The thing is that I am a bit tired of living here and I really want to go back to my country. I tempted to gather my manager and explain this to him and see if there is a possibility to work remotely from home (which I know it is absolutely possible not only because of the type of work but also cause there are already people doing it particularly old employees).

I know they are happy with me in terms of the work I do, interaction with other colleagues, etc. and on the other side, I cannot complain of anything. The atmosphere and the people I work with is perfect.

It seems a bit crazy to abandon a job that you are pleased with but there are other reasons behind this such as loneliness, a bit of anxiety, homesick, family... well, obvious reasons I suppose.

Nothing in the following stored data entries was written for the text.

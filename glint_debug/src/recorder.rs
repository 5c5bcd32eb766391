// Copyright 2026 the Glint Authors
// SPDX-License-Identifier: Apache-2.0 OR MIT

//! In-memory event recording.
//!
//! [`RecorderSink`] keeps an owned copy of every event in arrival order.
//! Recordings can be inspected directly or replayed into another sink, for
//! example a [`PrettyPrintSink`](crate::pretty::PrettyPrintSink) after a
//! failing run.

use glint_core::trace::{
    CounterEvent, FormEvent, HandlerEvent, LightboxEvent, LoadedEvent, MenuEvent, RevealEvent,
    TraceSink, VisibleEvent,
};

/// A recorded trace event.
#[derive(Clone, Copy, Debug)]
pub enum RecordedEvent {
    /// A registration was consulted.
    Handler(HandlerEvent),
    /// A watcher fired.
    Visible(VisibleEvent),
    /// An element was revealed.
    Reveal(RevealEvent),
    /// A counter progressed.
    Counter(CounterEvent),
    /// The lightbox changed state.
    Lightbox(LightboxEvent),
    /// The form changed state.
    Form(FormEvent),
    /// The menu opened or closed.
    Menu(MenuEvent),
    /// The page loaded.
    Loaded(LoadedEvent),
}

/// Records every event.
#[derive(Debug, Default)]
pub struct RecorderSink {
    events: Vec<RecordedEvent>,
}

impl RecorderSink {
    /// Creates an empty recorder.
    #[must_use]
    pub fn new() -> Self {
        Self::default()
    }

    /// Events in arrival order.
    #[must_use]
    pub fn events(&self) -> &[RecordedEvent] {
        &self.events
    }

    /// Discards everything recorded so far.
    pub fn clear(&mut self) {
        self.events.clear();
    }

    /// Delivers every recorded event to `sink`, in order.
    pub fn replay(&self, sink: &mut dyn TraceSink) {
        for event in &self.events {
            match event {
                RecordedEvent::Handler(e) => sink.on_handler(e),
                RecordedEvent::Visible(e) => sink.on_visible(e),
                RecordedEvent::Reveal(e) => sink.on_reveal(e),
                RecordedEvent::Counter(e) => sink.on_counter(e),
                RecordedEvent::Lightbox(e) => sink.on_lightbox(e),
                RecordedEvent::Form(e) => sink.on_form(e),
                RecordedEvent::Menu(e) => sink.on_menu(e),
                RecordedEvent::Loaded(e) => sink.on_loaded(e),
            }
        }
    }
}

impl TraceSink for RecorderSink {
    fn on_handler(&mut self, e: &HandlerEvent) {
        self.events.push(RecordedEvent::Handler(*e));
    }

    fn on_visible(&mut self, e: &VisibleEvent) {
        self.events.push(RecordedEvent::Visible(*e));
    }

    fn on_reveal(&mut self, e: &RevealEvent) {
        self.events.push(RecordedEvent::Reveal(*e));
    }

    fn on_counter(&mut self, e: &CounterEvent) {
        self.events.push(RecordedEvent::Counter(*e));
    }

    fn on_lightbox(&mut self, e: &LightboxEvent) {
        self.events.push(RecordedEvent::Lightbox(*e));
    }

    fn on_form(&mut self, e: &FormEvent) {
        self.events.push(RecordedEvent::Form(*e));
    }

    fn on_menu(&mut self, e: &MenuEvent) {
        self.events.push(RecordedEvent::Menu(*e));
    }

    fn on_loaded(&mut self, e: &LoadedEvent) {
        self.events.push(RecordedEvent::Loaded(*e));
    }
}

#[cfg(test)]
mod tests {
    use glint_core::backend::NoLayout;
    use glint_core::config::PageConfig;
    use glint_core::element::{Attributes, ElementStore};
    use glint_core::page::{Page, PageMarkup};
    use glint_core::registry::{Handler, Signal, WatcherKind};
    use glint_core::scroll::ScrollSnapshot;
    use glint_core::time::HostTime;
    use glint_core::trace::{CounterPhase, Tracer};
    use glint_core::visibility::Availability;

    use super::*;
    use crate::pretty::PrettyPrintSink;

    fn degraded_page() -> Page {
        let mut store = ElementStore::new();
        let card = store.register_with("card", Attributes::with_delay("200"));
        let stat = store.register_with("stat", Attributes::with_target("40"));
        let markup = PageMarkup {
            reveal: vec![card],
            hero_counters: vec![stat],
            ..PageMarkup::default()
        };
        Page::new(PageConfig::standard(), store, markup, Availability::Degraded)
    }

    #[test]
    fn degraded_mount_traces_immediate_fires() {
        let mut page = degraded_page();
        let mut sink = RecorderSink::new();
        let _ = page.mount(HostTime::from_millis(5), &NoLayout, &mut Tracer::new(&mut sink));

        let visible: Vec<_> = sink
            .events()
            .iter()
            .filter_map(|e| match e {
                RecordedEvent::Visible(v) => Some((v.watcher, v.degraded)),
                _ => None,
            })
            .collect();
        assert_eq!(
            visible,
            [(WatcherKind::Reveal, true), (WatcherKind::HeroCounter, true)]
        );
        assert!(sink.events().iter().any(|e| matches!(
            e,
            RecordedEvent::Counter(CounterEvent {
                phase: CounterPhase::Started { target: 40 },
                ..
            })
        )));
        assert!(matches!(
            sink.events().last(),
            Some(RecordedEvent::Loaded(LoadedEvent { degraded: true, .. }))
        ));

        sink.clear();
        let _ = page.advance(HostTime::from_millis(205), &mut Tracer::new(&mut sink));
        assert!(matches!(sink.events(), [RecordedEvent::Reveal(_)]));
    }

    #[test]
    fn throttled_scroll_records_dropped_calls() {
        let mut page = degraded_page();
        let mut sink = RecorderSink::new();
        let snapshot = ScrollSnapshot {
            scroll_y: 120.0,
            document_height: 3000.0,
            viewport_height: 800.0,
        };
        for ms in [1_000, 1_020] {
            let _ = page.dispatch(
                Signal::Scroll(snapshot),
                HostTime::from_millis(ms),
                &NoLayout,
                &mut Tracer::new(&mut sink),
            );
        }
        let chrome: Vec<bool> = sink
            .events()
            .iter()
            .filter_map(|e| match e {
                RecordedEvent::Handler(h) if h.handler == Handler::ScrollChrome => Some(h.admitted),
                _ => None,
            })
            .collect();
        assert_eq!(chrome, [true, false]);

        let mut pretty = PrettyPrintSink::with_writer(Vec::<u8>::new()).show_dropped(true);
        sink.replay(&mut pretty);
        let output = String::from_utf8(pretty.into_inner()).unwrap();
        assert_eq!(output.lines().count(), sink.events().len());
    }
}
// Copyright 2026 the Glint Authors
// SPDX-License-Identifier: Apache-2.0 OR MIT

//! Page element data model.
//!
//! An *element* is a DOM node the orchestrator reads from or writes to. Each
//! element has:
//!
//! - An identity ([`ElementId`]) assigned once at mount. Elements are never
//!   unregistered, so handles never go stale.
//! - **Declared attributes** ([`Attributes`]) copied from markup at mount:
//!   the reveal/counter delay and the counter target, kept as raw strings and
//!   parsed leniently by [`parse_int`].
//! - **Presented state** written by controllers: class flags
//!   ([`ClassFlags`]), text content, inline style ([`InlineStyle`]), the
//!   `disabled` flag, and form control values.
//!
//! Elements are stored in struct-of-arrays layout indexed by handle.
//!
//! # Dirty tracking
//!
//! Every presented-state mutation marks the matching channel in
//! [`dirty`](crate::dirty). Writing a value equal to the current one marks
//! nothing, so presenters never see no-op changes.
//! [`ElementStore::evaluate`] drains the channels into [`ElementChanges`].

mod attr;
mod evaluate;
mod id;
mod store;
mod style;

pub use attr::{Attributes, parse_int};
pub use evaluate::ElementChanges;
pub use id::ElementId;
pub use store::ElementStore;
pub use style::{Class, ClassFlags, Highlight, InlineStyle, Tilt, Transform};
// Copyright 2026 the Glint Authors
// SPDX-License-Identifier: Apache-2.0 OR MIT

//! Browser backend for glint.
//!
//! This crate provides integration with browser APIs:
//!
//! - [`mount`]: resolves the page document, builds a
//!   [`Page`](glint_core::page::Page), and wires scroll, pointer, click, key,
//!   input, and submit listeners to it
//! - [`AnimationFrame`]: `requestAnimationFrame` slot for counter frames
//! - [`Timeout`]: the single `setTimeout` slot armed for the page's earliest
//!   deadline
//! - [`Observer`]: one `IntersectionObserver` per visibility watcher
//! - [`DomPresenter`]: DOM class, text, style, and control updates

#![no_std]

extern crate alloc;

mod dom;
mod layout;
mod observer;
mod presenter;
mod raf;
mod runtime;
mod timer;

pub use glint_core::backend::Presenter;
pub use observer::Observer;
pub use presenter::DomPresenter;
pub use raf::AnimationFrame;
pub use runtime::{mount, mount_with_sink};
pub use timer::Timeout;

use glint_core::time::HostTime;

/// Returns the current host time from `performance.now()`.
///
/// The returned [`HostTime`] is in microsecond ticks.
#[must_use]
pub fn now() -> HostTime {
    raf::millis_to_host(raf::performance_now())
}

Just dropping this message here to see if I can get some useful tips or ideas on how to move forward this matter.

  • 3
    I tempted to gather my manager and explain this to him and see if there is a possibility to work remotely from home Don't just sit there and think, go and talk to your manager. Jan 28, 2019 at 18:19
  • 1
    @SouravGhosh Indeed, I will do it but I am just asking how I can articulate this better.
    – Aisatora
    Jan 28, 2019 at 18:21
  • If you're an EU National, have you considered how a 'no deal' Brexit may affect this? E.G will you have a right to work in the UK from abroad after Brexit in a worst-case scenario?
    – JeffUK
    Jan 28, 2019 at 19:25
  • @JoeStrazzere Yeah, I did for my actual company a few times it was good (short-term like one-two weeks, though). No big problems and the work was done and the communication was perfect.
    – Aisatora
    Jan 28, 2019 at 20:39

2 Answers 2


You can always ask. I've personally had success doing this in the past. If you're a valued employee, it will often be easier for them to be flexible on this sort of arrangement rather than hire someone new. To me, the key is to consider your employers' potential questions and come up with good answers. Some examples would be:

  • How will you handle meetings?
  • What will be your hours?
  • Can you visit the office if needed?

When you ask, three pieces of advice

  • Don't whine

  • Don't whine

and most importantly

  • Don't whine

Be very careful that you don't give any "reasons" that you "want or need" to move to another country.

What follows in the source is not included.